Para cumplir los objetivos climáticos, nuestro modelo productivo tendrá que transformarse de manera profunda en los próximos años. Como todo proceso de transformación económica y social, la transición ecológica exigirá adaptar nuestro modo de vida, y nos obligará a realizar fuertes inversiones para pasar de los actualmente omnipresentes combustibles fósiles hacia otras fuentes de energía menos contaminantes. A corto plazo, esto puede imponer importantes costes a los hogares, y, muy posiblemente, un aumento de precio en algunos de los bienes que habitualmente consumimos.

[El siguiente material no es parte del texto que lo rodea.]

//! Recording [`GlApi`] fake backing the unit tests.
//!
//! Hands out sequential handles, records every call as a tagged line, and
//! can be told to fail creation, compilation, or linking. Reflection serves
//! whatever property records the test pushed into `reflected`.

use std::cell::{Cell, RefCell};

use crate::api::{
    BufferTarget, DeviceInfo, GlApi, RawHandle, ShaderStage, UniformProps, NULL_HANDLE,
};

pub(crate) struct RecordingGl {
    next_handle: Cell<RawHandle>,
    calls: RefCell<Vec<String>>,
    /// Fail the next create_* call with a null handle.
    pub fail_next_create: Cell<bool>,
    /// Report compile failures for every shader.
    pub fail_compile: Cell<bool>,
    /// Report link failures for every program.
    pub fail_link: Cell<bool>,
    /// Uniform property records served by reflection, in index order.
    pub reflected: RefCell<Vec<UniformProps>>,
}

impl RecordingGl {
    pub const BINARY_FORMAT: u32 = 0xbeef;

    pub fn new() -> Self {
        Self {
            next_handle: Cell::new(1),
            calls: RefCell::new(Vec::new()),
            fail_next_create: Cell::new(false),
            fail_compile: Cell::new(false),
            fail_link: Cell::new(false),
            reflected: RefCell::new(Vec::new()),
        }
    }

    fn allocate(&self) -> RawHandle {
        if self.fail_next_create.take() {
            return NULL_HANDLE;
        }
        let handle = self.next_handle.get();
        self.next_handle.set(handle + 1);
        handle
    }

    fn record(&self, line: String) {
        self.calls.borrow_mut().push(line);
    }

    /// Number of recorded calls whose tag matches `name`.
    pub fn count_calls(&self, name: &str) -> usize {
        self.calls
            .borrow()
            .iter()
            .filter(|line| line.split(' ').next() == Some(name))
            .count()
    }
}

impl GlApi for RecordingGl {
    fn create_shader(&self, stage: ShaderStage) -> RawHandle {
        let handle = self.allocate();
        self.record(format!("create_shader {stage} -> {handle}"));
        handle
    }

    fn shader_source(&self, shader: RawHandle, source: &str) {
        self.record(format!("shader_source {shader} len={}", source.len()));
    }

    fn compile_shader(&self, shader: RawHandle) {
        self.record(format!("compile_shader {shader}"));
    }

    fn compile_status(&self, _shader: RawHandle) -> bool {
        !self.fail_compile.get()
    }

    fn shader_info_log(&self, shader: RawHandle) -> String {
        format!("fake compile log for shader {shader}")
    }

    fn delete_shader(&self, shader: RawHandle) {
        self.record(format!("delete_shader {shader}"));
    }

    fn create_program(&self) -> RawHandle {
        let handle = self.allocate();
        self.record(format!("create_program -> {handle}"));
        handle
    }

    fn attach_shader(&self, program: RawHandle, shader: RawHandle) {
        self.record(format!("attach_shader {program} {shader}"));
    }

    fn detach_shader(&self, program: RawHandle, shader: RawHandle) {
        self.record(format!("detach_shader {program} {shader}"));
    }

    fn link_program(&self, program: RawHandle) {
        self.record(format!("link_program {program}"));
    }

    fn link_status(&self, _program: RawHandle) -> bool {
        !self.fail_link.get()
    }

    fn program_info_log(&self, program: RawHandle) -> String {
        format!("fake link log for program {program}")
    }

    fn use_program(&self, program: RawHandle) {
        self.record(format!("use_program {program}"));
    }

    fn delete_program(&self, program: RawHandle) {
        self.record(format!("delete_program {program}"));
    }

    fn program_binary(&self, program: RawHandle) -> (u32, Vec<u8>) {
        self.record(format!("program_binary {program}"));
        (Self::BINARY_FORMAT, vec![0xca, 0xfe])
    }

    fn set_program_binary(&self, program: RawHandle, format: u32, image: &[u8]) {
        self.record(format!(
            "set_program_binary {program} format={format} len={}",
            image.len()
        ));
    }

    fn active_uniform_count(&self, _program: RawHandle) -> u32 {
        self.reflected.borrow().len() as u32
    }

    fn uniform_properties(&self, _program: RawHandle, index: u32) -> UniformProps {
        self.reflected.borrow()[index as usize].clone()
    }

    fn uniform_f32v(&self, program: RawHandle, location: i32, components: u8, data: &[f32]) {
        self.record(format!(
            "uniform_f32v {program} loc={location} n={components} data={data:?}"
        ));
    }

    fn uniform_i32v(&self, program: RawHandle, location: i32, components: u8, data: &[i32]) {
        self.record(format!(
            "uniform_i32v {program} loc={location} n={components} data={data:?}"
        ));
    }

    fn uniform_u32v(&self, program: RawHandle, location: i32, components: u8, data: &[u32]) {
        self.record(format!(
            "uniform_u32v {program} loc={location} n={components} data={data:?}"
        ));
    }

    fn uniform_matrix_f32v(
        &self,
        program: RawHandle,
        location: i32,
        cols: u8,
        rows: u8,
        _data: &[f32],
    ) {
        self.record(format!(
            "uniform_matrix_f32v {program} loc={location} dims={cols}x{rows}"
        ));
    }

    fn create_buffer(&self) -> RawHandle {
        let handle = self.allocate();
        self.record(format!("create_buffer -> {handle}"));
        handle
    }

    fn bind_buffer(&self, target: BufferTarget, buffer: RawHandle) {
        self.record(format!("bind_buffer {} {buffer}", target.label()));
    }

    fn buffer_data(&self, target: BufferTarget, data: &[u8]) {
        self.record(format!("buffer_data {} len={}", target.label(), data.len()));
    }

    fn delete_buffer(&self, buffer: RawHandle) {
        self.record(format!("delete_buffer {buffer}"));
    }

    fn create_vertex_array(&self) -> RawHandle {
        let handle = self.allocate();
        self.record(format!("create_vertex_array -> {handle}"));
        handle
    }

    fn bind_vertex_array(&self, vao: RawHandle) {
        self.record(format!("bind_vertex_array {vao}"));
    }

    fn delete_vertex_array(&self, vao: RawHandle) {
        self.record(format!("delete_vertex_array {vao}"));
    }

    fn float_attribute_pointer(&self, index: u32, components: i32, stride: i32, offset: usize) {
        self.record(format!(
            "float_attribute_pointer {index} n={components} stride={stride} offset={offset}"
        ));
    }

    fn enable_attribute(&self, index: u32) {
        self.record(format!("enable_attribute {index}"));
    }

    fn viewport(&self, x: i32, y: i32, width: i32, height: i32) {
        self.record(format!("viewport {x} {y} {width} {height}"));
    }

    fn set_clear_color(&self, r: f32, g: f32, b: f32, a: f32) {
        self.record(format!("set_clear_color {r} {g} {b} {a}"));
    }

    fn clear(&self) {
        self.record("clear".to_owned());
    }

    fn draw_indexed_triangles(&self, index_count: i32) {
        self.record(format!("draw_indexed_triangles {index_count}"));
    }

    fn device_info(&self) -> DeviceInfo {
        DeviceInfo {
            vendor: "reticle-test".to_owned(),
            renderer: "recording".to_owned(),
            version: "4.5".to_owned(),
            shading_language: "4.50".to_owned(),
        }
    }
}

Dos grupos pueden resultar especialmente afectados: los hogares vulnerables y los residentes en áreas rurales.
Una manera evidente de fomentar la transición ecológica, y sobre la que se asienta la base de los impuestos energético-ambientales, es precisamente encarecer el uso de las energías contaminantes como la gasolina, el gas o el diésel. Si el precio de la gasolina aumenta, es probable que yo me decida a comprar ese coche eléctrico que llevo tiempo mirando. Sin embargo, la evidencia internacional muestra que la carga de los impuestos energéticos tiende a recaer en mayor medida sobre aquellas zonas más despobladas. Esto es porque los habitantes de áreas menos pobladas suelen realizar desplazamientos más largos en coche –y, por tanto, consumen más gasolina o diésel– y tienen, además, peor acceso al transporte público. De hecho, según la Encuesta Vasca de Hogares y Medioambiente –se toma ésta porque la última a nivel nacional se realizó en 2008–, mientras que en las ciudades de más de 100.000 habitantes un 34% decía utilizar habitualmente el transporte público, en los municipios de menos de 10.000 habitantes la cifra se reducía al 18%. En España, además, las zonas más despobladas –que se encuentran concentradas en las comunidades de Castilla y León, Extremadura, Castilla La Mancha, Aragón, la Rioja o Navarra– son también las de clima continental, con inviernos más fríos. De este modo, un encarecimiento de los combustibles fósiles les afectaría de manera especial.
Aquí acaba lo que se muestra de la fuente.